Un exemple pour illustrer ma démonstration. Il y a quelques jours, Robert Hue, ancien président du Parti Communiste, déclarait qu’il rejoignait Emmanuel Macron et soutenait sa candidature. Hue, qui aura décidément été jusqu’au bout le fossoyeur de Georges Marchais, expliquait en outre qu’il ne se définissait pour sa part plus comme communiste ni même comme social-démocrate mais comme… progressiste ! Que dire de plus ? Nous savions déjà qu’il existait une gauche du capital, cette péripétie nous rappelle qu’il existe aussi une extrême gauche du capital6. Venant d’un homme qui employait il n’y a pas si longtemps les talents de Frédéric Beigbeder pour assurer les campagnes du Parti7, plus rien ne peut nous surprendre !
Or, parler de l’irruption dans le paysage politique français d’Emmanuel Macron, c’est précisément parler de cette accélération du processus historique en cours à gauche. Il y a là un paradoxe apparent car Macron se vante régulièrement de n’être ni de gauche ni de droite, et en un sens il dit vrai. Seulement, pour des raisons dialectiques propres au processus dont nous parlons, la gauche, en accompagnant le libéralisme culturel et sociétal qui la caractérise depuis des décennies par un libéralisme économique affirmé (qui était auparavant plutôt l’apanage de la droite), devient intégralement libéral-libertaire, c’est-à-dire qu’elle s’extrait en effet du vieux clivage gauche-droite, qu’elle le dépasse. Ce dépassement aurait tout à fait pu être le fait d’un candidat de droite (et cela arrivera sans doute un jour ou l’autre) mais il se trouve qu’aujourd’hui, dans le cadre de cette campagne présidentielle-là, c’est à gauche qu’il s’est manifesté le premier.
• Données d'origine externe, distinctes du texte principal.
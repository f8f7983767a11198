//! Authoritative in-memory skill registry.
//!
//! Skills are registered once, in order, and exported once. Identity is the
//! skill id: a second registration of the same id is rejected and the first
//! record is kept.

pub mod types;

use std::collections::{BTreeSet, HashMap};

use serde::Serialize;
use tracing::{debug, info};

use crate::error::{CatalogError, Result};
use crate::schema::SkillRecord;

pub use types::{ActionPattern, DamageType, Role, ScaleStat, SkillDefinition};

/// Registry lifecycle. There is no transition back once exported.
#[derive(Debug, Clone, Copy, PartialEq, Eq, Serialize)]
#[serde(rename_all = "snake_case")]
pub enum RegistryState {
    Empty,
    Populated,
    Exported,
}

#[derive(Debug, Clone)]
pub struct SkillRegistry {
    skills: Vec<SkillDefinition>,
    index: HashMap<String, usize>,
    roles: HashMap<String, Role>,
    state: RegistryState,
}

impl Default for SkillRegistry {
    fn default() -> Self {
        Self::new()
    }
}

impl SkillRegistry {
    pub fn new() -> Self {
        Self {
            skills: Vec::new(),
            index: HashMap::new(),
            roles: HashMap::new(),
            state: RegistryState::Empty,
        }
    }

    pub fn builder() -> RegistryBuilder {
        RegistryBuilder::default()
    }

    /// Build a registry from previously exported records.
    pub fn import<I>(records: I) -> Result<Self>
    where
        I: IntoIterator<Item = SkillRecord>,
    {
        let records: Vec<SkillRecord> = records.into_iter().collect();
        verify_no_duplicates(&records)?;

        let mut registry = Self::new();
        for ((), definition) in validate_all(records.into_iter().map(|record| ((), record)))? {
            registry.register(definition)?;
        }
        debug!(count = registry.len(), "imported skill records");
        Ok(registry)
    }

    /// Insert a skill, keeping insertion order.
    pub fn register(&mut self, definition: SkillDefinition) -> Result<()> {
        if self.state == RegistryState::Exported {
            return Err(CatalogError::RegistrySealed(definition.id().to_string()));
        }
        if self.index.contains_key(definition.id()) {
            return Err(CatalogError::DuplicateId(definition.id().to_string()));
        }

        self.index
            .insert(definition.id().to_string(), self.skills.len());
        self.skills.push(definition);
        self.state = RegistryState::Populated;
        Ok(())
    }

    /// Validate and insert a raw record.
    pub fn register_record(&mut self, record: SkillRecord) -> Result<()> {
        self.register(SkillDefinition::from_record(record)?)
    }

    /// Records in insertion order, each in schema column order.
    ///
    /// Seals the registry: later registrations are rejected so repeated
    /// exports stay identical.
    pub fn export_all(&mut self) -> Vec<SkillRecord> {
        self.state = RegistryState::Exported;
        info!(count = self.skills.len(), "exporting skill registry");
        self.skills.iter().map(|s| s.record().clone()).collect()
    }

    pub fn get(&self, id: &str) -> Option<&SkillDefinition> {
        self.index.get(id).map(|&position| &self.skills[position])
    }

    /// Look up a skill that has to be present.
    pub fn require(&self, id: &str) -> Result<&SkillDefinition> {
        self.get(id)
            .ok_or_else(|| CatalogError::SkillNotFound(id.to_string()))
    }

    pub fn contains(&self, id: &str) -> bool {
        self.index.contains_key(id)
    }

    pub fn len(&self) -> usize {
        self.skills.len()
    }

    pub fn is_empty(&self) -> bool {
        self.skills.is_empty()
    }

    pub fn iter(&self) -> impl Iterator<Item = &SkillDefinition> {
        self.skills.iter()
    }

    pub fn ids(&self) -> impl Iterator<Item = &str> {
        self.skills.iter().map(SkillDefinition::id)
    }

    pub fn state(&self) -> RegistryState {
        self.state
    }

    /// Role collection a skill was declared in, when built from collections.
    pub fn role_of(&self, id: &str) -> Option<Role> {
        self.roles.get(id).copied()
    }

    fn register_in_role(&mut self, role: Role, definition: SkillDefinition) -> Result<()> {
        let id = definition.id().to_string();
        self.register(definition)?;
        self.roles.insert(id, role);
        Ok(())
    }
}

/// Validate every record before any is registered, reporting all invalid
/// records in one error.
fn validate_all<T, I>(records: I) -> Result<Vec<(T, SkillDefinition)>>
where
    I: IntoIterator<Item = (T, SkillRecord)>,
{
    let mut definitions = Vec::new();
    let mut violations = Vec::new();
    for (tag, record) in records {
        match SkillDefinition::from_record(record) {
            Ok(definition) => definitions.push((tag, definition)),
            Err(err) => violations.push(err),
        }
    }
    CatalogError::from_violations(violations)?;
    Ok(definitions)
}

impl<'a> IntoIterator for &'a SkillRegistry {
    type Item = &'a SkillDefinition;
    type IntoIter = std::slice::Iter<'a, SkillDefinition>;

    fn into_iter(self) -> Self::IntoIter {
        self.skills.iter()
    }
}

/// Pre-flight identity check over candidate records.
///
/// Reports every duplicated id, sorted, in one error instead of stopping at
/// the first.
pub fn verify_no_duplicates<'a, I>(records: I) -> Result<()>
where
    I: IntoIterator<Item = &'a SkillRecord>,
{
    let mut seen = BTreeSet::new();
    let mut duplicates = BTreeSet::new();
    for record in records {
        if !seen.insert(record.id()) {
            duplicates.insert(record.id().to_string());
        }
    }

    if duplicates.is_empty() {
        Ok(())
    } else {
        Err(CatalogError::DuplicateIds {
            ids: duplicates.into_iter().collect(),
        })
    }
}

/// Assembles a registry from one named collection per role.
#[derive(Debug, Default)]
pub struct RegistryBuilder {
    collections: Vec<(Role, Vec<SkillRecord>)>,
}

impl RegistryBuilder {
    /// Add records to a role's collection. Collections register in the order
    /// they were first added.
    #[must_use]
    pub fn collection<I>(mut self, role: Role, records: I) -> Self
    where
        I: IntoIterator<Item = SkillRecord>,
    {
        match self.collections.iter_mut().find(|(r, _)| *r == role) {
            Some((_, existing)) => existing.extend(records),
            None => self.collections.push((role, records.into_iter().collect())),
        }
        self
    }

    pub fn build(self) -> Result<SkillRegistry> {
        verify_no_duplicates(self.collections.iter().flat_map(|(_, records)| records))?;

        for (role, records) in &self.collections {
            debug!(role = %role, count = records.len(), "validating role collection");
        }
        let definitions = validate_all(
            self.collections
                .into_iter()
                .flat_map(|(role, records)| records.into_iter().map(move |record| (role, record))),
        )?;

        let mut registry = SkillRegistry::new();
        for (role, definition) in definitions {
            registry.register_in_role(role, definition)?;
        }
        info!(count = registry.len(), "skill registry built");
        Ok(registry)
    }
}

#[cfg(test)]
mod tests {
    use super::*;
    use crate::schema::make_record;

    fn skill(id: &str, name: &str) -> SkillRecord {
        make_record([("id", id), ("name", name)]).unwrap()
    }

    #[test]
    fn duplicate_registration_keeps_first() {
        let mut registry = SkillRegistry::new();
        registry.register_record(skill("bear_roar", "First")).unwrap();
        let err = registry
            .register_record(skill("bear_roar", "Second"))
            .unwrap_err();
        assert!(matches!(err, CatalogError::DuplicateId(ref id) if id == "bear_roar"));
        assert_eq!(registry.len(), 1);
        assert_eq!(registry.get("bear_roar").unwrap().name(), "First");
    }

    #[test]
    fn require_names_the_missing_skill() {
        let registry = SkillRegistry::import([skill("bear_roar", "Bear")]).unwrap();
        assert_eq!(registry.require("bear_roar").unwrap().name(), "Bear");

        let err = registry.require("bear_rawr").unwrap_err();
        assert!(matches!(err, CatalogError::SkillNotFound(ref id) if id == "bear_rawr"));
        assert_eq!(err.code(), crate::error::ErrorCode::SkillNotFound);
    }

    #[test]
    fn lifecycle_is_linear() {
        let mut registry = SkillRegistry::new();
        assert_eq!(registry.state(), RegistryState::Empty);
        registry.register_record(skill("a", "A")).unwrap();
        assert_eq!(registry.state(), RegistryState::Populated);
        registry.export_all();
        assert_eq!(registry.state(), RegistryState::Exported);

        let err = registry.register_record(skill("b", "B")).unwrap_err();
        assert!(matches!(err, CatalogError::RegistrySealed(_)));
        assert_eq!(registry.state(), RegistryState::Exported);
    }

    #[test]
    fn export_preserves_insertion_order() {
        let mut registry = SkillRegistry::new();
        for id in ["zebra", "alpha", "mid"] {
            registry.register_record(skill(id, id)).unwrap();
        }
        let ids: Vec<String> = registry
            .export_all()
            .iter()
            .map(|r| r.id().to_string())
            .collect();
        assert_eq!(ids, ["zebra", "alpha", "mid"]);
    }

    #[test]
    fn export_twice_is_identical() {
        let mut registry = SkillRegistry::new();
        registry.register_record(skill("a", "A")).unwrap();
        assert_eq!(registry.export_all(), registry.export_all());
    }

    #[test]
    fn verify_lists_every_duplicate_sorted() {
        let records = vec![
            skill("b", "1"),
            skill("a", "1"),
            skill("b", "2"),
            skill("c", "1"),
            skill("a", "2"),
            skill("b", "3"),
        ];
        match verify_no_duplicates(&records).unwrap_err() {
            CatalogError::DuplicateIds { ids } => assert_eq!(ids, ["a", "b"]),
            other => panic!("unexpected error: {other:?}"),
        }
        assert!(verify_no_duplicates(&records[..2]).is_ok());
    }

    #[test]
    fn builder_checks_across_collections() {
        let err = SkillRegistry::builder()
            .collection(Role::Tanker, vec![skill("shared", "T")])
            .collection(Role::Mage, vec![skill("shared", "M")])
            .build()
            .unwrap_err();
        assert!(matches!(err, CatalogError::DuplicateIds { ref ids } if ids == &["shared"]));
    }

    #[test]
    fn builder_remembers_roles_and_order() {
        let registry = SkillRegistry::builder()
            .collection(Role::Mage, vec![skill("fireball", "F")])
            .collection(Role::Tanker, vec![skill("bear_roar", "B")])
            .collection(Role::Mage, vec![skill("frost", "I")])
            .build()
            .unwrap();
        let ids: Vec<&str> = registry.ids().collect();
        assert_eq!(ids, ["fireball", "frost", "bear_roar"]);
        assert_eq!(registry.role_of("frost"), Some(Role::Mage));
        assert_eq!(registry.role_of("bear_roar"), Some(Role::Tanker));
        assert_eq!(registry.role_of("missing"), None);
    }

    fn invalid_ids(err: CatalogError) -> Vec<String> {
        match err {
            CatalogError::SchemaViolations(errors) => errors
                .iter()
                .filter_map(CatalogError::skill_id)
                .map(str::to_string)
                .collect(),
            other => panic!("unexpected error: {other:?}"),
        }
    }

    #[test]
    fn builder_reports_every_invalid_record() {
        let err = SkillRegistry::builder()
            .collection(Role::Tanker, vec![make_record([("id", "a"), ("turns", "three")]).unwrap()])
            .collection(Role::Support, vec![skill("ok", "Fine")])
            .collection(Role::Mage, vec![make_record([("id", "b"), ("stunChance", "high")]).unwrap()])
            .build()
            .unwrap_err();
        assert_eq!(err.code(), crate::error::ErrorCode::InvalidFieldValue);
        assert_eq!(invalid_ids(err), ["a", "b"]);
    }

    #[test]
    fn import_reports_every_invalid_record() {
        let records = vec![
            make_record([("id", "a"), ("turns", "three")]).unwrap(),
            make_record([("id", "b"), ("actionPattern", "FLYING")]).unwrap(),
        ];
        let err = SkillRegistry::import(records).unwrap_err();
        assert_eq!(invalid_ids(err), ["a", "b"]);
    }

    #[test]
    fn import_round_trips_export() {
        let mut registry = SkillRegistry::builder()
            .collection(
                Role::Archer,
                vec![
                    make_record([("id", "volley"), ("turns", "2"), ("stunChance", "0.15")]).unwrap(),
                    skill("snipe", "Snipe"),
                ],
            )
            .build()
            .unwrap();
        let exported = registry.export_all();
        let mut reimported = SkillRegistry::import(exported.clone()).unwrap();
        assert_eq!(reimported.len(), registry.len());
        assert_eq!(reimported.export_all(), exported);
    }
}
En s’extrayant de la gauche (dont il est issu par le jeu du népotisme et des influences) sans rejoindre la droite (dont il a compris qu’elle n’avait aucun avenir), en devenant le premier candidat explicitement libéral-libertaire, Macron s’affirme comme le plus actuel de tous, le plus en phase avec l’esprit de l’époque (du moins avec un des pôles de l’esprit de l’époque) et – je dois bien l’avouer – le plus cohérent. Il n’est pas, comme François Fillon, embourbé dans les contradictions du libéral-conservatisme (grotesque oxymore qui ne fait plus guère rêver que les bourgeois de l’ancien monde) ni, comme Benoit Hamon, dans celles d’une social-démocratie ambitionnant, on ne sait comment, de concilier défense des travailleurs et immigration à tout crin, sauvegarde du modèle social français et libre circulation des personnes. Si Fillon et Hamon ont déjà perdu, c’est que même si l’évolution de la partitocratie politicienne a toujours un train de retard sur l’évolution de la société, il vient un moment où chacun doit payer le prix de ses paradoxes.
Macron : une arme de guerre forgée par la commission Attali
En 2012 déjà, même Libération aura compris à quoi s’en tenir avec Macron, « ce jeune homme pressé », ce « Julien Sorel d’un siècle où la haute finance est devenue l’antichambre du pouvoir politique »8 – ce qui n’empêchera pas, quatre ans plus tard, le grand quotidien de gauche (ainsi que la majorité des médias dominants) de tresser des lauriers au jeune loup devenu candidat à la présidentielle. Macron, rappelons-le, est le produit de plusieurs influences conjointes liées aux milieux qu’il a fréquentés, aux écoles qu’il a suivies, aux officines dans lesquelles il a exercé, aux think tanks qui le conseillent. Ces influences ? La haute bourgeoisie, l’ENA, l’Inspection des finances, la banque Rotschild, quelques grands groupes industriels (dont Nestlé, qui l’a employé), l’institut Montaigne, un laboratoire d’idées néolibéral dont on ne parle malheureusement pas assez, et surtout la commission Attali (la fameuse « commission pour la libération de la croissance française » initiée par Sarkozy), dans laquelle il a siégé et qui, à bien des égards, a assuré sa formation idéologique.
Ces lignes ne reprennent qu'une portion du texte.